# Next Build 1023



## Ryan Y (Dec 1, 2005)

After back tracking alittle. I mangaed to get some things done today. Here's a few pictures of the 1023 and the "New Wheels" I added to the wrapper! (wheels are replacements for sliding shower doors)


----------



## TreednNC (Jul 1, 2005)

looks good so far!


----------



## Mark G (Nov 15, 2004)

*yep, looking good at this point,*

what size reel seat does thast 1023 take ?

(I'll be starting on one shortly)


----------



## Ryan Y (Dec 1, 2005)

*I used the 18*

Fuji NPS 18


----------



## Mark G (Nov 15, 2004)

Firespyder7 said:


> Fuji NPS 18


Thanks for that info. I'll be ordering up some seats soon. I see you went with a cork foregrip, what are your plans for the butt section? 

Keep us updated, I'll be interested to see how the finished rod turns out.
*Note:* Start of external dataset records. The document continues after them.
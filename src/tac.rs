//! Three-address code generator.
//!
//! Every operator application and every call gets a fresh temporary `tN`;
//! control flow lowers to `if_false`/`goto` over labels `LN`. Both counters
//! run for the whole program, so no name is reused.

use crate::ast::{AssignTarget, Call, Expression, FuncDef, Program, Statement, StmtList};

pub fn generate(program: &Program) -> Vec<String> {
    let mut generator = TacGenerator::default();
    generator.program(program);
    generator.lines
}

#[derive(Default)]
struct TacGenerator {
    lines: Vec<String>,
    temporaries: usize,
    labels: usize,
}

impl TacGenerator {
    fn new_temp(&mut self) -> String {
        self.temporaries += 1;
        format!("t{}", self.temporaries)
    }

    fn new_label(&mut self) -> String {
        self.labels += 1;
        format!("L{}", self.labels)
    }

    fn emit(&mut self, line: String) {
        self.lines.push(line);
    }

    fn program(&mut self, program: &Program) {
        self.emit(format!("program {}", program.name));
        for function in &program.functions {
            self.function(function);
        }
        self.emit("main:".to_string());
        self.block(&program.main);
        self.emit("end".to_string());
    }

    fn function(&mut self, function: &FuncDef) {
        self.emit(format!("func {}:", function.name));
        self.block(&function.body);
        let result = self.expression(&function.return_expr);
        self.emit(format!("return {result}"));
    }

    fn block(&mut self, block: &StmtList) {
        for statement in block {
            self.statement(statement);
        }
    }

    fn statement(&mut self, statement: &Statement) {
        match statement {
            Statement::Declare { name, size, init } => {
                let initial = init.as_ref().map(|init| self.expression(init));
                match size {
                    Some(size) => {
                        let size = self.expression(size);
                        self.emit(format!("{name} = [0] x {size}"));
                    }
                    None if initial.is_none() => self.emit(format!("{name} = 0")),
                    None => {}
                }
                if let Some(initial) = initial {
                    self.emit(format!("{name} = {initial}"));
                }
            }
            Statement::Assign { target, value } => {
                let value = self.expression(value);
                let target = match target {
                    AssignTarget::Variable(name) => name.clone(),
                    AssignTarget::Index { array, index } => {
                        let array = self.expression(array);
                        let index = self.expression(index);
                        format!("{array}[{index}]")
                    }
                    AssignTarget::Field { object, field } => {
                        format!("{}.{field}", self.expression(object))
                    }
                    AssignTarget::Deref(pointer) => format!("*{}", self.expression(pointer)),
                };
                self.emit(format!("{target} = {value}"));
            }
            Statement::If {
                condition,
                then_body,
                else_body,
            } => {
                let condition = self.expression(condition);
                let else_label = self.new_label();
                let end_label = match else_body {
                    Some(_) => self.new_label(),
                    None => else_label.clone(),
                };
                self.emit(format!("if_false {condition} goto {else_label}"));
                self.block(then_body);
                if let Some(else_body) = else_body {
                    self.emit(format!("goto {end_label}"));
                    self.emit(format!("{else_label}:"));
                    self.block(else_body);
                }
                self.emit(format!("{end_label}:"));
            }
            Statement::While { condition, body } => {
                let start = self.new_label();
                let end = self.new_label();
                self.emit(format!("{start}:"));
                let condition = self.expression(condition);
                self.emit(format!("if_false {condition} goto {end}"));
                self.block(body);
                self.emit(format!("goto {start}"));
                self.emit(format!("{end}:"));
            }
            Statement::Input(names) => {
                for name in names {
                    self.emit(format!("input {name}"));
                }
            }
            Statement::Output(values) => {
                let values = self.expression_list(values);
                self.emit(format!("print {values}"));
            }
            Statement::Call(call) => {
                self.call(call);
            }
        }
    }

    /// Lowers `expression` and returns the operand naming its value.
    fn expression(&mut self, expression: &Expression) -> String {
        match expression {
            Expression::Number(value) => value.to_string(),
            Expression::Identifier(name) => name.clone(),
            Expression::ArrayAccess { array, index } => {
                let array = self.expression(array);
                let index = self.expression(index);
                format!("{array}[{index}]")
            }
            Expression::FieldAccess { object, field } => {
                format!("{}.{field}", self.expression(object))
            }
            Expression::Unary { op, operand } => {
                let operand = self.expression(operand);
                let temp = self.new_temp();
                self.emit(format!("{temp} = {}{operand}", op.symbol()));
                temp
            }
            Expression::Binary { left, op, right } => {
                let left = self.expression(left);
                let right = self.expression(right);
                let temp = self.new_temp();
                self.emit(format!("{temp} = {left} {} {right}", op.symbol()));
                temp
            }
            Expression::Call(call) => self.call(call),
            Expression::ArrayLiteral(elements) => format!("[{}]", self.expression_list(elements)),
            Expression::StructLiteral(fields) => {
                let mut parts = Vec::with_capacity(fields.len());
                for (name, value) in fields {
                    parts.push(format!("{name}={}", self.expression(value)));
                }
                format!("struct{{{}}}", parts.join(", "))
            }
            Expression::MapLiteral(pairs) => {
                let mut parts = Vec::with_capacity(pairs.len());
                for (key, value) in pairs {
                    let key = self.expression(key);
                    let value = self.expression(value);
                    parts.push(format!("{key}:{value}"));
                }
                format!("map{{{}}}", parts.join(", "))
            }
            Expression::SetLiteral(elements) => format!("set{{{}}}", self.expression_list(elements)),
        }
    }

    fn call(&mut self, call: &Call) -> String {
        let args = self.expression_list(&call.args);
        let temp = self.new_temp();
        self.emit(format!("{temp} = call {}({args})", call.name));
        temp
    }

    fn expression_list(&mut self, values: &[Expression]) -> String {
        let mut operands = Vec::with_capacity(values.len());
        for value in values {
            operands.push(self.expression(value));
        }
        operands.join(", ")
    }
}

#[cfg(test)]
mod tests {
    use super::*;
    use crate::parser::parse;
    use indoc::indoc;

    #[test]
    fn lowers_functions_and_loops() {
        let program = parse(indoc! {"
            program sum {
                func twice(a) {
                    let b = a * 2;
                    return b;
                }
                main {
                    let n;
                    let total = 0;
                    input(n);
                    while (n > 0) {
                        total = total + twice(n);
                        n = n - 1;
                    };
                    output(total);
                }
            }
        "})
        .expect("parse failed");

        assert_eq!(
            generate(&program),
            vec![
                "program sum",
                "func twice:",
                "t1 = a * 2",
                "b = t1",
                "return b",
                "main:",
                "n = 0",
                "total = 0",
                "input n",
                "L1:",
                "t2 = n > 0",
                "if_false t2 goto L2",
                "t3 = call twice(n)",
                "t4 = total + t3",
                "total = t4",
                "t5 = n - 1",
                "n = t5",
                "goto L1",
                "L2:",
                "print total",
                "end",
            ]
        );
    }

    #[test]
    fn if_else_uses_distinct_labels() {
        let program = parse(indoc! {"
            program p {
                main {
                    let arr[2];
                    if (arr[0] == 0) {
                        arr[1] = -1;
                    } else {
                        *q = 2;
                    };
                    if (1 < 2) {
                        output(1);
                    };
                }
            }
        "})
        .expect("parse failed");

        assert_eq!(
            generate(&program),
            vec![
                "program p",
                "main:",
                "arr = [0] x 2",
                "t1 = arr[0] == 0",
                "if_false t1 goto L1",
                "t2 = -1",
                "arr[1] = t2",
                "goto L2",
                "L1:",
                "*q = 2",
                "L2:",
                "t3 = 1 < 2",
                "if_false t3 goto L3",
                "print 1",
                "L3:",
                "end",
            ]
        );
    }
}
May have to pm you for some pointers if I run into trouble on mine.


----------



## Ryan Y (Dec 1, 2005)

*To be honest....*

Im al ittle dissapointed in the turnout. There is just something about the guides and the way they get smaller towards the end that I dont like but its flexcoated now except for the tip. I taped them on at first and ran some line through them to get it right and liked the setup then...but now, Who knows...I can always strip it down for a redo.


Yea, I went with cork because I wanted to see how it works and learn how to work with it I guess.
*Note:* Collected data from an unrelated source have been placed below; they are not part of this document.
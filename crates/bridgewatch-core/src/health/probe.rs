use async_trait::async_trait;
use reqwest::Client;
use std::time::Duration;

use bridgewatch_types::models::BridgeConfig;
use bridgewatch_types::{HealthEndpointResponse, ProbeError};

/// Reachability check against the managed service.
#[async_trait]
pub trait ServiceProbe: Send + Sync {
    /// `Ok` only for a 2xx answer inside the probe deadline. The body is
    /// returned when it parses as a health response.
    async fn probe(&self) -> Result<Option<HealthEndpointResponse>, ProbeError>;
}

pub struct HttpProbe {
    client: Client,
    url: String,
    timeout: Duration,
}

impl HttpProbe {
    pub fn new(config: &BridgeConfig) -> Result<Self, ProbeError> {
        let client = Client::builder()
            .timeout(config.probe_timeout())
            .build()
            .map_err(|e| ProbeError::Unreachable { message: e.to_string() })?;
        Ok(Self { client, url: config.health_url(), timeout: config.probe_timeout() })
    }
}

#[async_trait]
impl ServiceProbe for HttpProbe {
    async fn probe(&self) -> Result<Option<HealthEndpointResponse>, ProbeError> {
        let resp = self.client.get(&self.url).send().await.map_err(|e| {
            if e.is_timeout() {
                ProbeError::Timeout { secs: self.timeout.as_secs() }
            } else {
                ProbeError::Unreachable { message: e.to_string() }
            }
        })?;

        let status = resp.status();
        if !status.is_success() {
            return Err(ProbeError::BadStatus { status: status.as_u16() });
        }

        Ok(resp.json::<HealthEndpointResponse>().await.ok())
    }
}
Also, on the reel seat. Im not sure but I think its defected. I used an nps 18 and my reel only fits in it when forced in. I also have an nps 16 (pretty small) and my reels have room to spare. Hmmmm. I will definately go with the 20 next time.

FOr the rest of the butt section, it will be cork taped. I dont quite have enough to fishish right now, I had to order more, and thats about it. Unless your getting into some complkicated weaving stuff, it takes no time at all. Just a few initial investments


----------